Asked about the qualities a good leader needed, he identified, "empathy, toughness, idealism, ability to listen, judgement."

Well, he showed his ability to selectively listen to the questions and exercised judgment in skipping the ones he didn't like ... I suppose he was tough enough to ignore people who were so rude as to keep asking them, though I'm struggling to fit 'empathy' into his performance, since he didn't seem to care much for what we, the people were asking him about.

The only reply I liked was the made in reply to a question about his father, a noted Marxist intellectual. the suggestion in the question was that he had betrayed his father's ideals. I detected genuine anger there, instead of the soporific rote responses to other questions. Let the rage out a bit more, Ed, and you might be in with a chance of distinguishing yourself from the Bland that has colonized the upper echelons of the party. You might make the odd mistake or say something silly if you do, but it will be better for you - and your campaign - over all.

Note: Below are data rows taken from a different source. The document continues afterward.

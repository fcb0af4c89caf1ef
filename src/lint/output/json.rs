//! JSON output formatter.
//!
//! Machine-readable rendering for tooling integration.

use std::io::Write;

use serde::Serialize;

use super::LintFormatter;
use crate::lint::diagnostic::Diagnostic;
use crate::lint::rule::Severity;

/// Formats lint output as JSON.
pub struct JsonFormatter;

#[derive(Serialize)]
struct JsonOutput {
    diagnostics: Vec<JsonDiagnostic>,
    summary: JsonSummary,
}

#[derive(Serialize)]
struct JsonDiagnostic {
    rule_id: String,
    severity: Severity,
    message: String,
    #[serde(skip_serializing_if = "Option::is_none")]
    path: Option<String>,
    #[serde(skip_serializing_if = "Option::is_none")]
    line: Option<usize>,
    #[serde(skip_serializing_if = "Option::is_none")]
    column: Option<usize>,
    fixable: bool,
}

#[derive(Serialize)]
struct JsonSummary {
    total: usize,
    errors: usize,
    warnings: usize,
    hints: usize,
}

impl JsonFormatter {
    pub fn new() -> Self {
        Self
    }
}

impl Default for JsonFormatter {
    fn default() -> Self {
        Self::new()
    }
}

impl LintFormatter for JsonFormatter {
    fn format<W: Write>(
        &self,
        diagnostics: &[Diagnostic],
        writer: &mut W,
    ) -> std::io::Result<()> {
        let json_diagnostics: Vec<_> = diagnostics
            .iter()
            .map(|d| JsonDiagnostic {
                rule_id: d.rule_id.to_string(),
                severity: d.severity,
                message: d.message.clone(),
                path: d.location.as_ref().map(|l| l.path.to_string()),
                line: d.location.as_ref().map(|l| l.span.line),
                column: d.location.as_ref().map(|l| l.span.column),
                fixable: d.has_fix(),
            })
            .collect();

        let count = |severity: Severity| {
            diagnostics
                .iter()
                .filter(|d| d.severity == severity)
                .count()
        };
        let output = JsonOutput {
            diagnostics: json_diagnostics,
            summary: JsonSummary {
                total: diagnostics.len(),
                errors: count(Severity::Error),
                warnings: count(Severity::Warning),
                hints: count(Severity::Hint),
            },
        };

        serde_json::to_writer_pretty(writer, &output).map_err(std::io::Error::other)?;
        Ok(())
    }
}

#[cfg(test)]
mod tests {
    use super::*;
    use crate::document::DocumentId;
    use crate::index::Location;
    use crate::lint::rule::RuleId;
    use crate::tree::{NodePath, Span};

    #[test]
    fn produces_valid_json_with_summary() {
        let diagnostics = vec![
            Diagnostic::new(RuleId::from("semantics-no-servers"), Severity::Error, "no servers"),
            Diagnostic::new(RuleId::from("style-tag-name"), Severity::Warning, "bad tag")
                .with_location(Location::new(
                    DocumentId(0),
                    NodePath::parse_pointer("/tags/0").unwrap(),
                    Span::new(3, 5),
                )),
        ];
        let mut output = Vec::new();
        JsonFormatter::new().format(&diagnostics, &mut output).unwrap();
        let parsed: serde_json::Value = serde_json::from_slice(&output).unwrap();
        assert_eq!(parsed["summary"]["total"], 2);
        assert_eq!(parsed["summary"]["errors"], 1);
        assert_eq!(parsed["diagnostics"][1]["path"], "/tags/0");
        assert_eq!(parsed["diagnostics"][1]["line"], 3);
        assert!(parsed["diagnostics"][0].get("path").is_none());
    }
}
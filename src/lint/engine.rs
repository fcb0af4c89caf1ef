//! Rule scheduling and execution.

use std::panic::{self, AssertUnwindSafe};
use std::rc::Rc;

use crate::config::LintConfig;
use crate::document::Document;
use crate::index::Index;
use crate::lint::diagnostic::Diagnostic;
use crate::lint::registry::RuleRegistry;

/// Runs every applicable rule over a document and its index.
///
/// Rules execute sequentially in registry order. A panicking rule is isolated:
/// its diagnostics are dropped and the run continues. Output is sorted by
/// (line, column, rule id), so a given document and rule set always produce
/// the same diagnostics in the same order.
pub struct Engine<'a> {
    registry: &'a RuleRegistry,
    config: &'a LintConfig,
}

impl<'a> Engine<'a> {
    pub fn new(registry: &'a RuleRegistry, config: &'a LintConfig) -> Self {
        Self { registry, config }
    }

    pub fn run(&self, document: &Rc<Document>, index: &Index) -> Vec<Diagnostic> {
        let mut diagnostics = Vec::new();
        for rule in self.registry.iter() {
            let id = rule.id();
            if self.config.is_disabled(&id) {
                tracing::debug!(rule = %id, "rule disabled by configuration");
                continue;
            }
            if let Some(versions) = rule.versions() {
                if !versions.contains(&document.version()) {
                    continue;
                }
            }
            let outcome =
                panic::catch_unwind(AssertUnwindSafe(|| rule.run(document, index, self.config)));
            let mut produced = match outcome {
                Ok(produced) => produced,
                Err(_) => {
                    tracing::warn!(rule = %id, "rule panicked; its diagnostics are dropped");
                    continue;
                }
            };
            if let Some(severity) = self.config.severity_for(&id) {
                for diagnostic in &mut produced {
                    diagnostic.severity = severity;
                }
            }
            diagnostics.extend(produced);
        }
        diagnostics.sort_by_cached_key(|d| d.sort_key());
        diagnostics
    }
}

#[cfg(test)]
mod tests {
    use super::*;
    use crate::document::{DocumentLocation, SpecVersion};
    use crate::index::IndexOptions;
    use crate::lint::rule::{Category, Rule, RuleId, Severity};
    use crate::resolver::testing::resolver_with;

    struct FixedRule {
        id: &'static str,
        versions: Option<&'static [SpecVersion]>,
        panics: bool,
    }

    impl Rule for FixedRule {
        fn id(&self) -> RuleId {
            RuleId::from(self.id)
        }
        fn category(&self) -> Category {
            Category::Style
        }
        fn description(&self) -> &'static str {
            "test rule"
        }
        fn default_severity(&self) -> Severity {
            Severity::Warning
        }
        fn versions(&self) -> Option<&'static [SpecVersion]> {
            self.versions
        }
        fn run(
            &self,
            _document: &Rc<Document>,
            _index: &Index,
            _config: &LintConfig,
        ) -> Vec<Diagnostic> {
            if self.panics {
                panic!("boom");
            }
            vec![Diagnostic::new(self.id(), self.default_severity(), "found")]
        }
    }

    fn setup(source: &str) -> (Rc<Document>, Index) {
        let resolver = resolver_with(&[]);
        let doc = resolver
            .register(DocumentLocation::local("api.yml"), source)
            .unwrap();
        let index = Index::build(&doc, &resolver, &IndexOptions::default());
        (doc, index)
    }

    fn registry_of(rules: Vec<FixedRule>) -> RuleRegistry {
        let mut registry = RuleRegistry::new();
        for rule in rules {
            registry.register(Box::new(rule));
        }
        registry
    }

    #[test]
    fn version_scoped_rule_skips_other_versions() {
        let registry = registry_of(vec![FixedRule {
            id: "style-only-v2",
            versions: Some(&[SpecVersion::V2]),
            panics: false,
        }]);
        let config = LintConfig::default();
        let engine = Engine::new(&registry, &config);

        let (doc, index) = setup("openapi: 3.0.3\npaths: {}\n");
        assert!(engine.run(&doc, &index).is_empty());

        let (doc, index) = setup("swagger: \"2.0\"\npaths: {}\n");
        assert_eq!(engine.run(&doc, &index).len(), 1);
    }

    #[test]
    fn panicking_rule_does_not_abort_the_run() {
        let registry = registry_of(vec![
            FixedRule {
                id: "style-panics",
                versions: None,
                panics: true,
            },
            FixedRule {
                id: "style-survives",
                versions: None,
                panics: false,
            },
        ]);
        let config = LintConfig::default();
        let engine = Engine::new(&registry, &config);
        let (doc, index) = setup("openapi: 3.0.3\npaths: {}\n");
        let diagnostics = engine.run(&doc, &index);
        assert_eq!(diagnostics.len(), 1);
        assert_eq!(diagnostics[0].rule_id.as_str(), "style-survives");
    }

    #[test]
    fn severity_override_replaces_rule_severity() {
        let registry = registry_of(vec![FixedRule {
            id: "style-overridden",
            versions: None,
            panics: false,
        }]);
        let mut config = LintConfig::default();
        config
            .severity
            .insert("style-overridden".to_string(), Severity::Error);
        let engine = Engine::new(&registry, &config);
        let (doc, index) = setup("openapi: 3.0.3\npaths: {}\n");
        let diagnostics = engine.run(&doc, &index);
        assert_eq!(diagnostics[0].severity, Severity::Error);
    }

    #[test]
    fn disabled_rule_produces_nothing() {
        let registry = registry_of(vec![FixedRule {
            id: "style-disabled",
            versions: None,
            panics: false,
        }]);
        let mut config = LintConfig::default();
        config.disabled.push("style-disabled".to_string());
        let engine = Engine::new(&registry, &config);
        let (doc, index) = setup("openapi: 3.0.3\npaths: {}\n");
        assert!(engine.run(&doc, &index).is_empty());
    }
}
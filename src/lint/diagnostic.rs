//! Diagnostics produced by rules.

use std::fmt;

use crate::fix::Fix;
use crate::index::Location;
use crate::lint::rule::{RuleId, Severity};

/// One finding: a rule id, a severity, a message, and (usually) a position.
/// A diagnostic may carry a fix capable of rewriting the document.
pub struct Diagnostic {
    pub rule_id: RuleId,
    pub severity: Severity,
    pub message: String,
    pub location: Option<Location>,
    pub fix: Option<Box<dyn Fix>>,
}

impl Diagnostic {
    pub fn new(rule_id: RuleId, severity: Severity, message: impl Into<String>) -> Self {
        Self {
            rule_id,
            severity,
            message: message.into(),
            location: None,
            fix: None,
        }
    }

    pub fn with_location(mut self, location: Location) -> Self {
        self.location = Some(location);
        self
    }

    pub fn with_fix(mut self, fix: Box<dyn Fix>) -> Self {
        self.fix = Some(fix);
        self
    }

    /// Stable ordering key: position first, then rule id for ties.
    /// Diagnostics without a position sort before everything else.
    pub fn sort_key(&self) -> (usize, usize, String) {
        match &self.location {
            Some(location) => (
                location.span.line,
                location.span.column,
                self.rule_id.to_string(),
            ),
            None => (0, 0, self.rule_id.to_string()),
        }
    }

    pub fn has_fix(&self) -> bool {
        self.fix.is_some()
    }
}

impl fmt::Display for Diagnostic {
    fn fmt(&self, f: &mut fmt::Formatter<'_>) -> fmt::Result {
        match &self.location {
            Some(location) => write!(
                f,
                "[{}:{}] {} {} {}",
                location.span.line, location.span.column, self.severity, self.rule_id, self.message
            ),
            None => write!(f, "{} {} {}", self.severity, self.rule_id, self.message),
        }
    }
}

impl fmt::Debug for Diagnostic {
    fn fmt(&self, f: &mut fmt::Formatter<'_>) -> fmt::Result {
        f.debug_struct("Diagnostic")
            .field("rule_id", &self.rule_id)
            .field("severity", &self.severity)
            .field("message", &self.message)
            .field("location", &self.location)
            .field("has_fix", &self.fix.is_some())
            .finish()
    }
}
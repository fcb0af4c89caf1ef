//! Block-style YAML emission.
//!
//! After fixes splice into the tree, the CLI writes the document back out.
//! Emission is plain two-space block style; scalars are quoted only when the
//! plain form would change meaning on re-parse.

use super::{MappingEntry, NodeId, NodeKind, YamlTree};

/// Serialize a tree to YAML text.
pub fn to_yaml_string(tree: &YamlTree) -> String {
    let mut out = String::new();
    let root = tree.root();
    match tree.kind(root) {
        NodeKind::Scalar(s) => {
            out.push_str(&format_scalar(s));
            out.push('\n');
        }
        NodeKind::Mapping(entries) if entries.is_empty() => out.push_str("{}\n"),
        NodeKind::Sequence(items) if items.is_empty() => out.push_str("[]\n"),
        NodeKind::Mapping(_) => emit_mapping(tree, root, 0, &mut out),
        NodeKind::Sequence(_) => emit_sequence(tree, root, 0, &mut out),
    }
    out
}

fn push_indent(out: &mut String, depth: usize) {
    for _ in 0..depth {
        out.push_str("  ");
    }
}

fn emit_mapping(tree: &YamlTree, id: NodeId, depth: usize, out: &mut String) {
    for entry in tree.mapping_entries(id) {
        push_indent(out, depth);
        emit_entry(tree, entry, depth, out);
    }
}

/// Emit one `key: value` entry; the cursor is already at the key column.
fn emit_entry(tree: &YamlTree, entry: &MappingEntry, depth: usize, out: &mut String) {
    let key = tree.scalar_str(entry.key).unwrap_or_default();
    out.push_str(&format_scalar(key));
    out.push(':');
    match tree.kind(entry.value) {
        NodeKind::Scalar(s) => {
            out.push(' ');
            out.push_str(&format_scalar(s));
            out.push('\n');
        }
        NodeKind::Mapping(entries) if entries.is_empty() => out.push_str(" {}\n"),
        NodeKind::Sequence(items) if items.is_empty() => out.push_str(" []\n"),
        NodeKind::Mapping(_) => {
            out.push('\n');
            emit_mapping(tree, entry.value, depth + 1, out);
        }
        NodeKind::Sequence(_) => {
            out.push('\n');
            emit_sequence(tree, entry.value, depth + 1, out);
        }
    }
}

fn emit_sequence(tree: &YamlTree, id: NodeId, depth: usize, out: &mut String) {
    for &item in tree.sequence_items(id) {
        push_indent(out, depth);
        out.push('-');
        match tree.kind(item) {
            NodeKind::Scalar(s) => {
                out.push(' ');
                out.push_str(&format_scalar(s));
                out.push('\n');
            }
            NodeKind::Mapping(entries) if entries.is_empty() => out.push_str(" {}\n"),
            NodeKind::Sequence(items) if items.is_empty() => out.push_str(" []\n"),
            NodeKind::Mapping(entries) => {
                // first entry rides the dash, the rest align below it
                out.push(' ');
                let mut first = true;
                for entry in entries {
                    if first {
                        first = false;
                    } else {
                        push_indent(out, depth + 1);
                    }
                    emit_entry(tree, entry, depth + 1, out);
                }
            }
            NodeKind::Sequence(_) => {
                out.push('\n');
                emit_sequence(tree, item, depth + 1, out);
            }
        }
    }
}

fn format_scalar(s: &str) -> String {
    if needs_quotes(s) {
        let escaped = s
            .replace('\\', "\\\\")
            .replace('"', "\\\"")
            .replace('\n', "\\n");
        format!("\"{}\"", escaped)
    } else {
        s.to_string()
    }
}

fn needs_quotes(s: &str) -> bool {
    if s.is_empty() {
        return true;
    }
    let first = s.chars().next().unwrap_or(' ');
    " \t-?:,[]{}#&*!|>'\"%@`".contains(first)
        || s.ends_with(' ')
        || s.ends_with(':')
        || s.contains(": ")
        || s.contains(" #")
        || s.contains('\n')
}

#[cfg(test)]
mod tests {
    use super::*;
    use crate::tree::load;

    #[test]
    fn round_trips_nested_document() {
        let src = "openapi: 3.0.3\npaths:\n  /users:\n    get:\n      summary: list users\n";
        let tree = load::parse(src).unwrap();
        let emitted = to_yaml_string(&tree);
        let reparsed = load::parse(&emitted).unwrap();
        let path = crate::tree::NodePath::parse_pointer("/paths/~1users/get/summary").unwrap();
        assert_eq!(
            reparsed.scalar_str(path.resolve(&reparsed).unwrap()),
            Some("list users")
        );
    }

    #[test]
    fn emits_sequence_of_mappings_inline() {
        let src = "servers:\n  - url: https://a\n    description: first\n";
        let tree = load::parse(src).unwrap();
        let emitted = to_yaml_string(&tree);
        assert!(emitted.contains("- url: https://a"));
        assert!(emitted.contains("    description: first"));
    }

    #[test]
    fn quotes_scalars_that_would_reparse_differently() {
        assert_eq!(format_scalar(""), "\"\"");
        assert_eq!(format_scalar("{id}"), "\"{id}\"");
        assert_eq!(format_scalar("a: b"), "\"a: b\"");
        assert_eq!(format_scalar("https://api.example.com"), "https://api.example.com");
        assert_eq!(format_scalar("/users"), "/users");
    }

    #[test]
    fn empty_collections_emit_flow_style() {
        let tree = load::parse("paths: {}\ntags: []\n").unwrap();
        let emitted = to_yaml_string(&tree);
        assert!(emitted.contains("paths: {}"));
        assert!(emitted.contains("tags: []"));
    }

    #[test]
    fn mutated_tree_emits_inserted_entries() {
        let mut tree = load::parse("responses:\n  \"200\":\n    description: ok\n").unwrap();
        let responses = tree.get(tree.root(), "responses").unwrap();
        let desc = tree.new_scalar("Unauthorized");
        let body = tree.new_mapping();
        tree.insert_entry(body, "description", desc);
        tree.insert_entry(responses, "401", body);
        let emitted = to_yaml_string(&tree);
        assert!(emitted.contains("401:"));
        assert!(emitted.contains("description: Unauthorized"));
    }
}
//! Conversion from `marked-yaml` parse output into the arena tree.
//!
//! The raw parser is an external collaborator; this is the only module that
//! touches its node types. Everything downstream works against [`YamlTree`].

use marked_yaml::types::Node as MarkedNode;

use super::{NodeKind, NodeId, Span, YamlTree};
use crate::error::{OaslintError, Result};

/// Parse YAML source into a positional tree.
pub fn parse(source: &str) -> Result<YamlTree> {
    parse_at("<input>", source)
}

/// Parse YAML source, labelling errors with the document location.
pub fn parse_at(location: &str, source: &str) -> Result<YamlTree> {
    let root = marked_yaml::parse_yaml(0, source).map_err(|e| OaslintError::Parse {
        location: location.to_string(),
        message: e.to_string(),
    })?;
    let mut tree = YamlTree::new();
    let root_id = convert(&mut tree, &root);
    tree.set_root(root_id);
    Ok(tree)
}

fn convert(tree: &mut YamlTree, node: &MarkedNode) -> NodeId {
    match node {
        MarkedNode::Scalar(scalar) => {
            let text: &str = scalar;
            let span = span_of(scalar.span());
            tree.push_node(NodeKind::Scalar(text.to_string()), span)
        }
        MarkedNode::Sequence(sequence) => {
            let span = span_of(sequence.span());
            let items: Vec<NodeId> = sequence.iter().map(|item| convert(tree, item)).collect();
            tree.push_node(NodeKind::Sequence(items), span)
        }
        MarkedNode::Mapping(mapping) => {
            let span = span_of(mapping.span());
            let mut entries = Vec::with_capacity(mapping.len());
            for (key, value) in mapping.iter() {
                let key_text: &str = key;
                let key_id =
                    tree.push_node(NodeKind::Scalar(key_text.to_string()), span_of(key.span()));
                let value_id = convert(tree, value);
                entries.push(super::MappingEntry {
                    key: key_id,
                    value: value_id,
                });
            }
            tree.push_node(NodeKind::Mapping(entries), span)
        }
    }
}

fn span_of(span: &marked_yaml::types::Span) -> Span {
    match span.start() {
        Some(marker) => Span::new(marker.line(), marker.column()),
        None => Span::synthetic(),
    }
}
//! Reference resolution.
//!
//! Resolves `$ref` strings against an origin document to a concrete node plus
//! its owning document. Handles pointer-only references (`#/components/...`),
//! relative and absolute file references, and URL references with fragments.
//! External documents are fetched lazily and cached by canonical location, so
//! repeated references reuse one parse. Reference-to-reference chains are
//! followed with a per-invocation in-progress set that fails fast with
//! [`OaslintError::CycleDetected`] instead of recursing unboundedly.
//!
//! Owning-document identity is preserved on every result: "defined in this
//! document" and "defined externally" stay distinguishable, which is what
//! lets usage marking propagate across reference chains while unused-component
//! analysis stays scoped per document.

pub mod fetch;

pub use fetch::{DocumentFetcher, Fetcher, HttpFetcher};

use std::cell::RefCell;
use std::collections::{HashMap, HashSet};
use std::rc::Rc;

use crate::document::{Document, DocumentId, DocumentLocation};
use crate::error::{OaslintError, Result};
use crate::tree::{NodeId, NodePath};

/// A resolved reference: the owning document, the node, and its path there.
#[derive(Debug, Clone)]
pub struct ReferenceTarget {
    pub document: Rc<Document>,
    pub node: NodeId,
    pub path: NodePath,
}

impl ReferenceTarget {
    /// Identity used to deduplicate traversal: two different reference
    /// strings landing on the same node compare equal.
    pub fn identity(&self) -> (DocumentId, NodeId) {
        (self.document.id(), self.node)
    }
}

#[derive(Default)]
struct DocumentStore {
    documents: Vec<Rc<Document>>,
    by_location: HashMap<String, Rc<Document>>,
}

/// Resolves references, owning the cache of every document seen so far.
pub struct Resolver {
    store: RefCell<DocumentStore>,
    fetcher: Box<dyn DocumentFetcher>,
    resolved: RefCell<HashMap<(DocumentId, String), ReferenceTarget>>,
}

impl Resolver {
    pub fn new() -> Self {
        Self::with_fetcher(Box::new(Fetcher::new()))
    }

    pub fn with_fetcher(fetcher: Box<dyn DocumentFetcher>) -> Self {
        Self {
            store: RefCell::new(DocumentStore::default()),
            fetcher,
            resolved: RefCell::new(HashMap::new()),
        }
    }

    /// Register already-loaded source under a location. Used for the primary
    /// document; returns the cached document if the location is known.
    pub fn register(&self, location: DocumentLocation, source: &str) -> Result<Rc<Document>> {
        if let Some(doc) = self.store.borrow().by_location.get(&location.canonical()) {
            return Ok(Rc::clone(doc));
        }
        let mut store = self.store.borrow_mut();
        let id = DocumentId(store.documents.len());
        let document = Rc::new(Document::from_source(id, location, source)?);
        store.documents.push(Rc::clone(&document));
        store
            .by_location
            .insert(document.location().canonical(), Rc::clone(&document));
        tracing::debug!(location = %document.location(), id = document.id().index(), "registered document");
        Ok(document)
    }

    /// Load (or reuse) the document at a location.
    pub fn load(&self, location: DocumentLocation) -> Result<Rc<Document>> {
        if let Some(doc) = self.store.borrow().by_location.get(&location.canonical()) {
            return Ok(Rc::clone(doc));
        }
        let source = self.fetcher.fetch(&location)?;
        self.register(location, &source)
    }

    /// Look up a previously registered document by id.
    pub fn document(&self, id: DocumentId) -> Option<Rc<Document>> {
        self.store.borrow().documents.get(id.index()).cloned()
    }

    /// Number of documents loaded so far.
    pub fn document_count(&self) -> usize {
        self.store.borrow().documents.len()
    }

    /// Resolve a reference string from an origin document, following
    /// reference-to-reference chains to a non-reference target.
    ///
    /// Identical (origin, reference) pairs are memoized; resolution is
    /// deterministic.
    pub fn resolve(&self, origin: &Rc<Document>, reference: &str) -> Result<ReferenceTarget> {
        let memo_key = (origin.id(), reference.to_string());
        if let Some(target) = self.resolved.borrow().get(&memo_key) {
            return Ok(target.clone());
        }
        let mut seen = HashSet::new();
        let mut chain = Vec::new();
        let target = self.resolve_step(Rc::clone(origin), reference, &mut seen, &mut chain)?;
        self.resolved.borrow_mut().insert(memo_key, target.clone());
        Ok(target)
    }

    fn resolve_step(
        &self,
        origin: Rc<Document>,
        reference: &str,
        seen: &mut HashSet<(String, String)>,
        chain: &mut Vec<String>,
    ) -> Result<ReferenceTarget> {
        if reference.is_empty() {
            return Err(OaslintError::MalformedReference {
                reference: reference.to_string(),
                message: "empty reference".to_string(),
            });
        }
        let (location_part, fragment) = split_reference(reference);
        let location = if location_part.is_empty() {
            origin.location().clone()
        } else {
            origin.location().join(location_part)
        };

        chain.push(format!("{}#{}", location.canonical(), fragment));
        if !seen.insert((location.canonical(), fragment.to_string())) {
            return Err(OaslintError::CycleDetected {
                chain: chain.join(" -> "),
            });
        }

        let document = if location_part.is_empty() {
            origin
        } else {
            self.load(location)?
        };

        let path = NodePath::parse_pointer(fragment).ok_or_else(|| {
            OaslintError::MalformedReference {
                reference: reference.to_string(),
                message: "invalid JSON pointer fragment".to_string(),
            }
        })?;
        let node = {
            let tree = document.tree();
            tree.node_at(&path)
        }
        .ok_or_else(|| OaslintError::MalformedReference {
            reference: reference.to_string(),
            message: format!("no node at {} in {}", path, document.location()),
        })?;

        // a target that is itself a reference node continues the chain
        let next = {
            let tree = document.tree();
            tree.get_str(node, "$ref").map(str::to_string)
        };
        match next {
            Some(next_ref) => self.resolve_step(document, &next_ref, seen, chain),
            None => Ok(ReferenceTarget {
                document,
                node,
                path,
            }),
        }
    }
}

impl Default for Resolver {
    fn default() -> Self {
        Self::new()
    }
}

fn split_reference(reference: &str) -> (&str, &str) {
    match reference.split_once('#') {
        Some((location, fragment)) => (location, fragment),
        None => (reference, ""),
    }
}

#[cfg(test)]
pub(crate) mod testing {
    use super::*;

    /// Serves canned sources by canonical location.
    pub(crate) struct StubFetcher {
        sources: HashMap<String, String>,
    }

    impl StubFetcher {
        pub(crate) fn new(sources: &[(&str, &str)]) -> Self {
            Self {
                sources: sources
                    .iter()
                    .map(|(k, v)| (k.to_string(), v.to_string()))
                    .collect(),
            }
        }
    }

    impl DocumentFetcher for StubFetcher {
        fn fetch(&self, location: &DocumentLocation) -> Result<String> {
            self.sources
                .get(&location.canonical())
                .cloned()
                .ok_or_else(|| OaslintError::Fetch {
                    location: location.canonical(),
                    message: "not found".to_string(),
                })
        }
    }

    /// Resolver over canned sources.
    pub(crate) fn resolver_with(sources: &[(&str, &str)]) -> Resolver {
        Resolver::with_fetcher(Box::new(StubFetcher::new(sources)))
    }
}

Have to say, this whole exercise is a bit facile and pointless. Letting the candidates pick and choose the questions to answer is dopey. We're seeing nothing but blandspeak, though I suppose the medium might be the message in this case. Depressing to see how little was said, and how predictable it was. I'm becoming increasingly unhappy at the lacklustre candidates we've got on offer, to the point I'd consider voting Lib Dem next time round, in the hope of getting more Tory Lite, rather than risk voting labour and letting in the Tories with a majority ...

And that, Ed, is why First Past The Post is a bad thing and you should support proportional representation.

Sorry, Ed, but just an hour ago I quite liked you. Now I'm tearing my hair and thinking "What has the Labour party done to deserve this slate of monotonous, oleaginous smarm merchants contending for the top job?"

(That said, Ed Balls was much better the day before, actually addressing questions directly, gamely listing the five biggest failures of Labour's time in office, and showing a bit of humour, promising to renege on all promises and abandon his manifesto if elected ... just like Nick Clegg (2).)

And, because that's left me feeling thoroughly unhappy, here's the Pixies singing Ed Is Dead (3):



1 - "Labour leadership candidate Ed Miliband: live webchat," unattributed article. Published 17th of June, 2010. (http://www.guardian.co.uk/commentisfree/2010/jun/16/ed-miliband-webchat?showallcomments=true#start-of-comments)
2 - ""Labour leadership candidate Ed Balls: webchat," unattributed article. Published 16th of June, 2010. " (http://www.guardian.co.uk/commentisfree/2010/jun/15/ed-balls-webchat-labour-leadership?showallcomments=true#start-of-comments)
3 - 'Ed is Dead,' performed by The Pixies. Posted on You Tube by KoolMix32, 30th of December, 2008. (http://www.youtube.com/watch?v=cvJ8u_zsOkU)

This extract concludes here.